Fresno City College is an active campus with many events on it at once. The buildings are constantly being used and need to be cleaned. Is the campus dirtier than it should be?
When the college custodial staff cleans they focus on certain areas depending on the building size and foot traffic. Certain areas need more cleaning than others, according to Jerry Hernandez, the buildings and grounds custodial manager.
“They’ll start with the bathrooms, eating areas. Make sure that all the sanitation side of the responsibilities is done, as well as the garbage, throwing out the garbage, cleaning the classrooms,” Hernandez said. “Custodians have assignments. Either the floor or an entire building.”
Most of the staff works on a night shift to clean the buildings. The custodial staff seen throughout the day focuses on “bathroom refreshers,” or general eating areas, according to Hernandez.
Giovanny Alvarez, a criminology major at FCC, said that the campus is overall well maintained, and doesn’t have a lot of complaints.

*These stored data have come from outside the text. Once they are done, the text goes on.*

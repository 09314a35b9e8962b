//! Demand profile clustering.
//!
//! This module scans candidate cluster counts over the per-zone hourly
//! profiles, exposes the resulting within-cluster sum-of-squares curve for
//! elbow inspection, and fits the final partition once a cluster count has
//! been chosen. All fits are seeded explicitly so identical inputs reproduce
//! identical results.

pub mod assign;
pub mod kmeans;
pub mod selector;
use chrono::NaiveDate;
use serde::{Deserialize, Serialize};

use crate::error::InvalidInput;

/// A single raw pickup record: one (zone, date, hour) cell of the source
/// table. Immutable once loaded.
///
/// `pickups` is deserialized as a signed integer so a negative value in the
/// source data surfaces as [`InvalidInput::NegativePickups`] instead of a
/// CSV parse error.
#[derive(Debug, Clone, Serialize, Deserialize)]
pub struct Observation {
    pub zone: String,
    pub date: NaiveDate,
    pub hour: u8,
    pub pickups: i64,
}

impl Observation {
    /// Checks the record against the input contract: hour in 0..=23 and a
    /// non-negative pickup count.
    pub fn validate(&self) -> Result<(), InvalidInput> {
        if self.hour > 23 {
            return Err(InvalidInput::HourOutOfRange {
                zone: self.zone.clone(),
                hour: self.hour,
            });
        }
        if self.pickups < 0 {
            return Err(InvalidInput::NegativePickups {
                zone: self.zone.clone(),
                pickups: self.pickups,
            });
        }
        Ok(())
    }
}

#[cfg(test)]
mod tests {
    use super::*;

    fn obs(zone: &str, hour: u8, pickups: i64) -> Observation {
        Observation {
            zone: zone.to_string(),
            date: NaiveDate::from_ymd_opt(2015, 1, 15).unwrap(),
            hour,
            pickups,
        }
    }

    #[test]
    fn test_valid_observation() {
        assert!(obs("midtown", 0, 0).validate().is_ok());
        assert!(obs("midtown", 23, 1500).validate().is_ok());
    }

    #[test]
    fn test_hour_24_is_rejected() {
        let err = obs("midtown", 24, 10).validate().unwrap_err();
        assert_eq!(
            err,
            InvalidInput::HourOutOfRange {
                zone: "midtown".to_string(),
                hour: 24,
            }
        );
    }

    #[test]
    fn test_negative_pickups_rejected() {
        let err = obs("harlem", 5, -3).validate().unwrap_err();
        assert_eq!(
            err,
            InvalidInput::NegativePickups {
                zone: "harlem".to_string(),
                pickups: -3,
            }
        );
    }
}
use indexmap::IndexSet;

use crate::core::Modifiers;
use crate::entry::{DirEntry, EntryId};

/// Multi-select state over the ordered, filtered entry list.
///
/// All mutation goes through [`select`](Self::select), which resolves the
/// target and the anchor against the view passed in. Ids from an older scan
/// simply resolve to nothing, so stale clicks fail silently. Entries hidden
/// by the current view keep their selection: only entries present in the
/// view get their flags reassigned.
#[derive(Debug, Default)]
pub struct SelectionEngine {
    selected: IndexSet<EntryId>,
    anchor: Option<EntryId>,
    max_count: usize,
    open_mode: bool,
}

impl SelectionEngine {
    /// New engine. `max_count` of 0 means unlimited; `open_mode` enables the
    /// plain re-click toggle on a sole selected entry.
    pub fn new(max_count: usize, open_mode: bool) -> Self {
        Self {
            selected: IndexSet::new(),
            anchor: None,
            max_count,
            open_mode,
        }
    }

    /// Apply a click on `target` with the given modifiers.
    ///
    /// Shift extends a range from the anchor (clamped so at most `max_count`
    /// entries nearest the anchor are taken); ctrl toggles the target while
    /// keeping the rest; a plain click replaces the visible selection with
    /// the target, except that in open mode re-clicking the sole selected
    /// entry deselects it. Entries not present in `view` keep their state.
    /// When both ctrl and shift are held and an anchor exists, shift wins.
    ///
    /// Returns whether `target` ended up selected. A target not present in
    /// `view` leaves the state untouched and returns `false`.
    pub fn select(&mut self, view: &[DirEntry], target: EntryId, modifiers: Modifiers) -> bool {
        let Some(target_index) = view.iter().position(|e| e.id == target) else {
            return false;
        };
        let anchor_index = self
            .anchor
            .and_then(|a| view.iter().position(|e| e.id == a));

        let is_shift = modifiers.shift && anchor_index.is_some();
        let is_ctrl = modifiers.ctrl && !is_shift;
        let has_max = self.max_count > 0;

        let mut flags: Vec<bool> = view.iter().map(|e| self.selected.contains(&e.id)).collect();
        let visible_selected = flags.iter().filter(|f| **f).count();
        // Selected entries hidden by the current view are left untouched and
        // still count against the cap.
        let hidden_selected = self.selected.len() - visible_selected;
        let prev_was_multi = self.selected.len() > 1;
        let target_was_selected = flags[target_index];

        // Clamp the shift range so at most max_count entries, nearest the
        // anchor, can be taken.
        let (range_lo, range_hi) = if is_shift {
            let prev = anchor_index.unwrap_or(target_index) as isize;
            let mut idx = target_index as isize;
            if has_max {
                let max = self.max_count as isize;
                idx = idx.clamp(prev - max + 1, prev + max - 1);
            }
            (idx.min(prev), idx.max(prev))
        } else {
            (0, -1)
        };

        let mut count = hidden_selected + if is_ctrl { visible_selected } else { 0 };
        for (i, e) in view.iter().enumerate() {
            let last = flags[i];
            let mut select = if is_ctrl {
                last ^ (e.id == target)
            } else if is_shift {
                let i = i as isize;
                i >= range_lo && i <= range_hi
            } else {
                e.id == target && !(self.open_mode && target_was_selected && !prev_was_multi)
            };
            if has_max && select && !last && count >= self.max_count {
                select = false;
            }
            if select && !last {
                count += 1;
            } else if !select && last {
                count = count.saturating_sub(1);
            }
            flags[i] = select;
        }

        for (i, e) in view.iter().enumerate() {
            if flags[i] {
                self.selected.insert(e.id);
            } else {
                self.selected.shift_remove(&e.id);
            }
        }

        let selected = flags[target_index];
        if selected && !is_shift {
            self.anchor = Some(target);
        }
        selected
    }

    /// Whether an entry is selected.
    pub fn is_selected(&self, id: EntryId) -> bool {
        self.selected.contains(&id)
    }

    /// Number of selected entries.
    pub fn selected_count(&self) -> usize {
        self.selected.len()
    }

    /// Selected ids in view order of the last `select` call.
    pub fn selected_ids(&self) -> impl Iterator<Item = EntryId> + '_ {
        self.selected.iter().copied()
    }

    /// Drop all selection state, including the anchor.
    pub fn clear(&mut self) {
        self.selected.clear();
        self.anchor = None;
    }
}
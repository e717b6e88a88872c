use crate::metadata::{DecodedRgbaImage, MetadataRecord};

/// Decode a record's raw preview bytes into an RGBA8 buffer.
///
/// Failures are silent: the record keeps its raw bytes and `image` stays
/// `None`, so the UI can still hand the bytes to its own loader.
pub(crate) fn decode_preview_image(record: &mut MetadataRecord) {
    let Some(bytes) = record.image_data.as_deref() else {
        return;
    };
    let Ok(img) = image::load_from_memory(bytes) else {
        return;
    };
    let rgba = img.to_rgba8();
    record.image = Some(DecodedRgbaImage {
        width: rgba.width(),
        height: rgba.height(),
        rgba: rgba.into_raw(),
    });
}

#[cfg(test)]
mod tests {
    use super::*;

    fn tiny_png() -> Vec<u8> {
        let img = image::RgbaImage::from_pixel(2, 2, image::Rgba([255, 0, 0, 255]));
        let mut bytes = Vec::new();
        img.write_to(
            &mut std::io::Cursor::new(&mut bytes),
            image::ImageFormat::Png,
        )
        .unwrap();
        bytes
    }

    #[test]
    fn decodes_png_bytes() {
        let mut record = MetadataRecord::new("a.png").with_image_bytes(tiny_png());
        decode_preview_image(&mut record);
        let decoded = record.image.unwrap();
        assert_eq!((decoded.width, decoded.height), (2, 2));
        assert_eq!(decoded.rgba.len(), 16);
        assert_eq!(&decoded.rgba[..4], &[255, 0, 0, 255]);
    }

    #[test]
    fn garbage_bytes_fail_silently() {
        let mut record = MetadataRecord::new("a.png").with_image_bytes(vec![1, 2, 3]);
        decode_preview_image(&mut record);
        assert!(record.image.is_none());
        assert!(record.image_data.is_some());
    }
}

“The bathrooms? Honestly, there’s some bathrooms where people try to avoid, I don’t know if it’s how old they are or if it’s just they’re not maintained,” Alvarez said. “But for the most part, the campus itself is maintained, the bathrooms could use a little work.”
According to the 2020/2021 Human Resource Priorities Report, it was recommended that there should be an additional four custodial staff members on the team. Since then the school received approval for two additional custodial staff members according to Daniel Moore, the vice president of Administrative Services.
“And in addition, we’ve increased student workers that assist with some of the custodial refreshers and things of that nature as well,” Hernandez said.
FCC campus is constantly evolving. Over the past few years new additions have been added, such as the West Fresno Center and the New Science Building. These additions also have to be accommodated.
The campus has developed and changed since 2020. The schedules that worked then, no longer work now. So while they have added two additional staff members which will help, they still have to actively search for new ways to optimize the work on campus.
“We do our best to recalibrate, and it’s still a work in progress,” Moore said.
Isaac McCombs, an English major at FCC, said that one area on campus that isn’t clean are the lockers.
“There’s just a lot of dirt and sometimes trash in there, even though there’s like nothing in there,” McCombs said.
FCC is a campus that constantly hosts different events. The staff does their best to compensate for this, but it may cause people to be moved around to accommodate for events.
“So, there’s some days we might have one event. There’s some we might have 17,” Moore said. “We kind of take a flex approach, where, for instance, if we know on a given Wednesday there’s going to be 17 things going on, we do our best to maybe flex resources temporarily.
People complain about campus, but when asked overall, students don’t seem to have much of an issue other than the bathroom.
Elisa Tapia, an English major at FCC, has concerns over the bathroom being dirty.
“I feel like the campus is pretty clean. The restrooms can kind of get dirty, but that’s just restrooms,” Tapia said. “No, that restroom up there [second story Art/Home Economics building restrooms] that’s always dirty, they should really fix that.”

Recently, a new program, Respect the Ram, started to bring awareness to the cleanliness on campus. According to Moore, keeping the campus clean should not be only a responsibility delegated to building services.
“We’re not asking people to put on gloves and to get a scrubbing machine, but if you’re in a classroom or a conference room when you get up, if you can push your chair back in, if you eat food, if you can make sure you put your trash into, you know, receptacle. If you’re walking on campus and you see a Pepsi can on the ground, please pick it up, put it in the trash,” Moore said. “Little things like that add up so that the limited building services, staffing resources we have, we can focus on other things.”
There are QR codes around campus on the Respect the Ram flyers, which will lead students to be able to submit requests or concerns about areas or issues arising on campus. Hernandez encourages students to utilize this feature.


Despite the criticism from some students on campus, FCC campus has been complimented on the cleanliness and was “hitting the mark” on the standard of cleanliness, according to Moore.
“I think it’s every five to seven years we get accredited, we got a lot of compliments on the cleanliness level of our campus grounds and bathrooms and classrooms, in comparison to other districts in college, the accreditation team has, in fact, visited,” Moore said. “So regardless of what Jerry or Daniel says, that really speaks volumes in the context of the education, public sector community that we’re in.”